During a concurrent interview and record review, on 5/1/24 at 11:14 AM with LVN 1, Resident 1’s PT Treatment Encounter Notes dated 4/9/24- 4/14/24 was reviewed. LVN 1 stated based on the notes from the rehabilitation department, Resident 1 was not as independent as she thinks when ambulating and required more assistance and supervision from staff. LVN 1 stated she was not made aware of this assessment from PT and was not aware of any special instructions for Resident 1. LVN 1 stated if she knew the resident required more assistance and supervision, there would have been more interventions in place to keep the resident safe while walking and the resident might have avoided the fall.

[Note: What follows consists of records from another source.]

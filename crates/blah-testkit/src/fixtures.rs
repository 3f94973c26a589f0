//! Test fixtures and helpers.
//!
//! Common setup code for integration tests.

use blah_core::KeyPair;
use blah_identity::{ActKeyConfig, IdUrl, Identity, IdentityDescription, Profile};
use rand::rngs::StdRng;
use rand::SeedableRng;

/// An identity together with the key pairs that created it.
pub struct TestIdentity {
    pub id_key: KeyPair,
    pub act_key: KeyPair,
    pub identity: Identity,
}

impl TestIdentity {
    /// Create a new identity with random keys.
    pub fn new() -> Self {
        Self::from_keys(KeyPair::generate(), KeyPair::generate())
    }

    /// Create with deterministic keys derived from `seed`.
    pub fn with_seed(seed: u8) -> Self {
        let mut id_seed = [seed; 32];
        id_seed[0] = 0x1d;
        let mut act_seed = [seed; 32];
        act_seed[0] = 0xac;
        Self::from_keys(KeyPair::from_seed(&id_seed), KeyPair::from_seed(&act_seed))
    }

    fn from_keys(id_key: KeyPair, act_key: KeyPair) -> Self {
        let identity = Identity::create(
            id_key.clone(),
            act_key.clone(),
            sample_profile(),
            ActKeyConfig::new().with_comment("test"),
        )
        .expect("fresh identity should be valid");
        Self {
            id_key,
            act_key,
            identity,
        }
    }

    /// The published description.
    pub fn description(&self) -> IdentityDescription {
        self.identity.to_description()
    }

    /// Reload from the description without any private keys.
    pub fn read_only(&self) -> Identity {
        Identity::from_description(self.description(), None, None)
            .expect("own description should load")
    }

    /// Reload from the description holding only the act key pair.
    pub fn limited(&self) -> Identity {
        Identity::from_description(self.description(), None, Some(self.act_key.clone()))
            .expect("own description should load")
    }
}

impl Default for TestIdentity {
    fn default() -> Self {
        Self::new()
    }
}

/// The profile used throughout the tests.
pub fn sample_profile() -> Profile {
    Profile::new(
        "Shibo Lyu",
        IdUrl::parse("https://localhost").expect("static ID URL is valid"),
    )
}

/// Create multiple deterministic identities for multi-party tests.
pub fn multi_party_identities(count: usize) -> Vec<TestIdentity> {
    (0..count).map(|i| TestIdentity::with_seed(i as u8)).collect()
}

/// A seeded RNG for reproducible nonces, salts and IVs.
pub fn seeded_rng(seed: u64) -> StdRng {
    StdRng::seed_from_u64(seed)
}

#[cfg(test)]
mod tests {
    use super::*;
    use blah_identity::AccessLevel;

    #[test]
    fn test_fixture_access_levels() {
        let fixture = TestIdentity::with_seed(1);
        assert_eq!(fixture.identity.access_level(), AccessLevel::Full);
        assert_eq!(fixture.limited().access_level(), AccessLevel::Limited);
        assert_eq!(fixture.read_only().access_level(), AccessLevel::ReadOnly);
        assert!(fixture.read_only().profile_sig_valid());
    }

    #[test]
    fn test_with_seed_is_deterministic() {
        let a = TestIdentity::with_seed(3);
        let b = TestIdentity::with_seed(3);
        assert_eq!(a.identity.id(), b.identity.id());
        assert_ne!(a.id_key.id(), a.act_key.id());
    }

    #[test]
    fn test_multi_party() {
        let parties = multi_party_identities(3);
        let ids: Vec<_> = parties.iter().map(|p| p.identity.id().to_string()).collect();
        assert_ne!(ids[0], ids[1]);
        assert_ne!(ids[1], ids[2]);
        assert_ne!(ids[0], ids[2]);
    }
}
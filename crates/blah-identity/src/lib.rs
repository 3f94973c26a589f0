//! # blah identity
//!
//! Act-key delegation, profiles, identity descriptions and the
//! [`Identity`] aggregate built on [`blah_core`].
//!
//! ## Overview
//!
//! - [`ActKey`] - a key delegated by the identity key until an expiry
//! - [`Profile`] - the signed user profile
//! - [`IdentityDescription`] - the published document (`id_key`, `act_keys`, `profile`)
//! - [`Identity`] - the aggregate, with Full / Limited / Read-only access
//!
//! ## ID URLs
//!
//! Identities are discovered through ID URLs. See [`id_url`].

pub mod act_key;
pub mod description;
pub mod error;
pub mod id_url;
pub mod identity;
pub mod profile;

pub use act_key::{
    ActKey, ActKeyConfig, ActKeyRecord, ActKeyRecordType, DEFAULT_ACT_KEY_LIFETIME_SECS,
};
pub use description::IdentityDescription;
pub use error::{IdentityError, Result};
pub use id_url::{identity_description_url, validate_id_url_format, IdUrl, IDENTITY_DESCRIPTION_PATH};
pub use identity::{AccessLevel, Identity};
pub use profile::{AbsoluteUrl, Profile, ProfileType};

During a concurrent interview and record review on 5/1/24 at 12:39 PM with RPT, Resident 1’s PT Discharge Summary, dated 4/9/2024, was reviewed. RPT stated one of Resident 1’s long-term goals were to ambulate on level surfaces for 150 ft. using no assistive devices but with contact guard assist (CGA) which means the staff was standing by to provide reminders and nudges as necessary. RPT stated on the day Resident 1 fell, she did not meet this goal of having CGA and ambulating 150 ft. with no assistive devices and Resident 1 still required moderate assistance from staff.
During an interview on 5/1/24 at 2:30 PM with RN 1, RN 1 stated Resident 1 had a history of seizures, was a high fall risk and needed redirection at times.
During an interview on 5/1/24 at 3:05 PM with the Director of Nursing (DON), the DON stated Resident 1 walked independently with a short stride, was a high fall risk, had a history of seizures, and was impulsive. The DON stated Resident 1 could ambulate independently and did not require staff to be by her side constantly to supervise her. The DON stated if there were concerns or precautions to take regarding a resident but was not communicated or followed up on, the resident might get hurt.
A review of the facility policy and procedure (P&P) titled, “Fall Prevention and Management”, revised 2018, indicated the facility will have a fall prevention and management program that provides an environment free from hazards over which the facility has control.
A review of the facility P&P titled, “Resident Rights- Quality of Life”, dated 5/1/2023, indicated facility staff provide care and services that ensure the resident’s abilities in activities of daily living do not diminish while in the care of the facility, except when unavoidable as evidenced by clinical condition.
The facility failed to: Ensure Resident 1 walked with assistance after being assessed by the physical therapist (PT- professionals who educate patients about exercises for muscle strength, coordination, and balance) as requiring moderate assistance (staff does half the work for the resident) while walking, which led to a fall with injury on 4/14/2024.
As a result, Resident 1 fell at the front lobby, sustained a bump on the back side of her head and a right hip fracture which required admission and surgical intervention at the GACH, for six days.
This violation presented either imminent danger that death or serious harm would result or a substantial probability that death or serious physical harm would result.